Material for the task: Begin
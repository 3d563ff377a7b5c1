//! Convenient re-exports for downstream crates.

pub use crate::config::PlannerConfig;
pub use crate::error::{Error, Result};
pub use crate::expr::{ArithmeticOp, ComparisonOp, ConjunctionOp, Expr, Function, TupleRef, UnaryOp};
pub use crate::plan::{AggregateColumn, AggregateFunction, AggregatePlanNode, AggregateStrategy, PlanNode};
pub use crate::rex::{
    AggKind, AggregateCall, LiteralValue, NamedProject, Operator, RelField, RelType, RexNode,
    RexProgram, RowType, SqlKind, SqlTypeName,
};
pub use crate::schema::{NodeSchema, SchemaColumn, TypeInfo, ValueType};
Material for the task: End
◆ **Exercise directions**:
Retype the whole listing above. Please keep it exact.

◆ **Expected output**:
repository 3d563ff377a7b5c1
//! Convenient re-exports for downstream crates.

pub use crate::config::PlannerConfig;
pub use crate::error::{Error, Result};
pub use crate::expr::{ArithmeticOp, ComparisonOp, ConjunctionOp, Expr, Function, TupleRef, UnaryOp};
pub use crate::plan::{AggregateColumn, AggregateFunction, AggregatePlanNode, AggregateStrategy, PlanNode};
pub use crate::rex::{
    AggKind, AggregateCall, LiteralValue, NamedProject, Operator, RelField, RelType, RexNode,
    RexProgram, RowType, SqlKind, SqlTypeName,
};
pub use crate::schema::{NodeSchema, SchemaColumn, TypeInfo, ValueType};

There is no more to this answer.